Guillain-Barre syndrome is a condition in which the body’s immune systems attack its nerves, often after infection with a respiratory bug or stomach flu.

Although acute cases are an emergency, most people recover completely, according to the Mayo Clinic.

Q: What are its symptoms?

A: While its first symptoms are usually weakness and numbness in the extremities, it can eventually paralyze the entire body, according to the Merck Manual of Medical Information. Symptoms are often worst in the first two or three weeks.

In 5% to 10% of cases, the muscles that control breathing become so weak that patients need to be put on a ventilator. In another 10% of cases, muscles that control swallowing are so weakened that patients need to be fed through a tube into the stomach.

Q: How is it treated?

A: Doctors may cleanse the blood, removing harmful antibodies, or give patients a treatment called immune globulin, with protective antibodies with donors, according to the Mayo Clinic.

Q: Do people recover?

A: Most patients improve slowly over several months, even without treatment, according to the Merck Manual. Early treatment can speed up recovery, allowing patients to improve within days or weeks. Although there’s no known cure, treatment can ease recovery, according to the Mayo Clinic.

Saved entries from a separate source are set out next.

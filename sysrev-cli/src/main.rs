//! sysrev CLI — run a systematic-review pipeline from the command line.
//!
//! Takes one positional research question, loads configuration and
//! credentials, runs the pipeline, and renders the final report. Exits
//! non-zero only for configuration errors and stage-level failures;
//! item-scoped failures are listed in the report and do not affect the
//! exit code.

mod report;

use clap::Parser;
use std::path::PathBuf;
use sysrev_core::{
    Credentials, Criterion, CrossrefClient, GeminiClient, PipelineOrchestrator, ResearchQuestion,
};
use tracing_subscriber::EnvFilter;

/// Systematic literature review: search, screen, link, and synthesize.
#[derive(Parser, Debug)]
#[command(name = "sysrev", version, about, long_about = None)]
struct Cli {
    /// The research question to review
    question: String,

    /// Configuration file path (defaults to ./sysrev.toml when present)
    #[arg(short, long)]
    config: Option<PathBuf>,

    /// Cap on total retrieved candidates
    #[arg(long)]
    max_results: Option<usize>,

    /// Whole-run deadline in seconds
    #[arg(long)]
    deadline_secs: Option<u64>,

    /// Require a publication year of at least this (prepended to the
    /// configured criteria)
    #[arg(long)]
    min_year: Option<i32>,

    /// Print the report as JSON instead of text
    #[arg(long)]
    json: bool,

    /// Increase verbosity (-v, -vv)
    #[arg(short, long, action = clap::ArgAction::Count)]
    verbose: u8,

    /// Suppress non-essential output
    #[arg(short, long)]
    quiet: bool,
}

#[tokio::main]
async fn main() -> anyhow::Result<()> {
    // Load .env file if present
    let _ = dotenvy::dotenv();

    let cli = Cli::parse();

    let filter = match cli.verbose {
        0 if cli.quiet => "error",
        0 => "warn",
        1 => "info",
        _ => "debug",
    };
    tracing_subscriber::fmt()
        .with_target(false)
        .with_writer(std::io::stderr)
        .with_env_filter(EnvFilter::try_from_default_env().unwrap_or_else(|_| EnvFilter::new(filter)))
        .init();

    let mut config = sysrev_core::load_config(cli.config.as_deref())
        .map_err(|e| anyhow::anyhow!("Configuration error: {e}"))?;

    if let Some(max_results) = cli.max_results {
        config.pipeline.max_results = max_results;
    }
    if let Some(deadline_secs) = cli.deadline_secs {
        config.pipeline.deadline_secs = Some(deadline_secs);
    }
    if let Some(year) = cli.min_year {
        config
            .prescreen
            .criteria
            .insert(0, Criterion::MinYear { year });
    }
    config
        .validate()
        .map_err(|e| anyhow::anyhow!("Configuration error: {e}"))?;

    // Credentials are resolved once, before any network call.
    let credentials =
        Credentials::from_env().map_err(|e| anyhow::anyhow!("Configuration error: {e}"))?;

    let search = CrossrefClient::new(&config.search, config.retry.clone(), &credentials)
        .map_err(|e| anyhow::anyhow!("Failed to build search client: {e}"))?;
    let model = GeminiClient::new(&config.llm, config.retry.clone(), &credentials)
        .map_err(|e| anyhow::anyhow!("Failed to build model client: {e}"))?;

    let question = ResearchQuestion::new(cli.question);
    tracing::debug!(keywords = ?question.keywords(), "Derived keyword phrases");
    if !cli.quiet {
        eprintln!("Question: {}", question.raw());
        eprintln!("Search query: {}", question.boolean_query());
    }

    let orchestrator = PipelineOrchestrator::new(&config, &search, &model);
    let pipeline_report = orchestrator
        .run(&question)
        .await
        .map_err(|e| anyhow::anyhow!("Run failed: {e}"))?;

    if cli.json {
        println!("{}", serde_json::to_string_pretty(&pipeline_report)?);
    } else {
        print!("{}", report::render(&pipeline_report));
    }

    Ok(())
}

About 30% of adults still suffer from some muscle weakness three years later, however. Fewer than 5% of patients die in the early stages of the disease.

Q: How common is it?

A: Guillain-Barre affects one or two out of every 100,000 people.

Q: What causes it?

A: Doctors don’t know the exact cause of Guillain-Barre, and some cases appear without any clear trigger, according to the Mayo Clinic. One of the most common triggers is campylobacter, a type of bacteria often found in undercooked chicken or other food. Guillain-Barre has also been triggered by surgery; the Epstein-Barr virus; Hodgkin’s disease; mononucleosis; HIV, the virus that causes AIDS; and rabies.

In an infamous outbreak in 1976, hundreds of people who received a swine flu vaccine developed Guillain-Barre, although scientists question whether the shots were really the cause. The Centers for Disease Control and Prevention has not seen any increase in Guillain-Barre related to vaccination against the H1N1 virus.

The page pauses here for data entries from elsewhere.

//! Plain-text rendering of the final report.

use std::fmt::Write;
use sysrev_core::{PipelineReport, ReportEntry};

/// Render the report for the terminal.
pub fn render(report: &PipelineReport) -> String {
    let mut out = String::new();
    let elapsed = (report.finished_at - report.started_at).num_milliseconds() as f64 / 1000.0;

    let _ = writeln!(out, "Run {} ({}) in {elapsed:.1}s", report.run_id, report.state);
    let _ = writeln!(
        out,
        "Candidates: {} retrieved, {} included",
        report.entries.len(),
        report.included_count()
    );
    let _ = writeln!(out);

    for (i, entry) in report.entries.iter().enumerate() {
        render_entry(&mut out, i + 1, entry);
    }

    if report.failures.is_empty() {
        let _ = writeln!(out, "No failures.");
    } else {
        let _ = writeln!(out, "Failures ({}):", report.failures.len());
        for failure in &report.failures {
            let scope = failure.item.as_deref().unwrap_or("stage-level");
            let _ = writeln!(
                out,
                "  - [{}] {} {:?}: {}",
                failure.stage, scope, failure.kind, failure.message
            );
        }
    }

    out
}

fn render_entry(out: &mut String, index: usize, entry: &ReportEntry) {
    let year = entry
        .work
        .year
        .map(|y| y.to_string())
        .unwrap_or_else(|| "n.d.".to_string());
    let _ = writeln!(out, "[{index}] {} ({year}) {}", entry.work.id, entry.work.title);

    match &entry.verdict {
        Some(v) if v.include => {
            let _ = writeln!(out, "    included");
        }
        Some(v) => {
            let _ = writeln!(out, "    excluded: {}", v.rationale);
        }
        None => {
            let _ = writeln!(out, "    not screened");
        }
    }

    if let Some(link) = &entry.link {
        match &link.url {
            Some(url) => {
                let _ = writeln!(out, "    link: {url}");
            }
            None => {
                let _ = writeln!(out, "    link: none found");
            }
        }
    }

    if let Some(synthesis) = &entry.synthesis {
        for finding in &synthesis.key_findings {
            let _ = writeln!(out, "    finding: {finding}");
        }
        for limitation in &synthesis.limitations {
            let _ = writeln!(out, "    limitation: {limitation}");
        }
        if let Some(confidence) = &synthesis.confidence {
            let _ = writeln!(out, "    confidence: {confidence}");
        }
    }
    let _ = writeln!(out);
}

Q: How is the immune system involved?

A: The disease occurs when the immune system — which typically protects the body from illness by attacking viruses and other foreign invaders — instead attacks the myelin sheath, a coating that protects the nerves. Damage to this critical coating, which acts like insulation, interferes with the way that nerves send signals between the body and brain, according to the Mayo Clinic.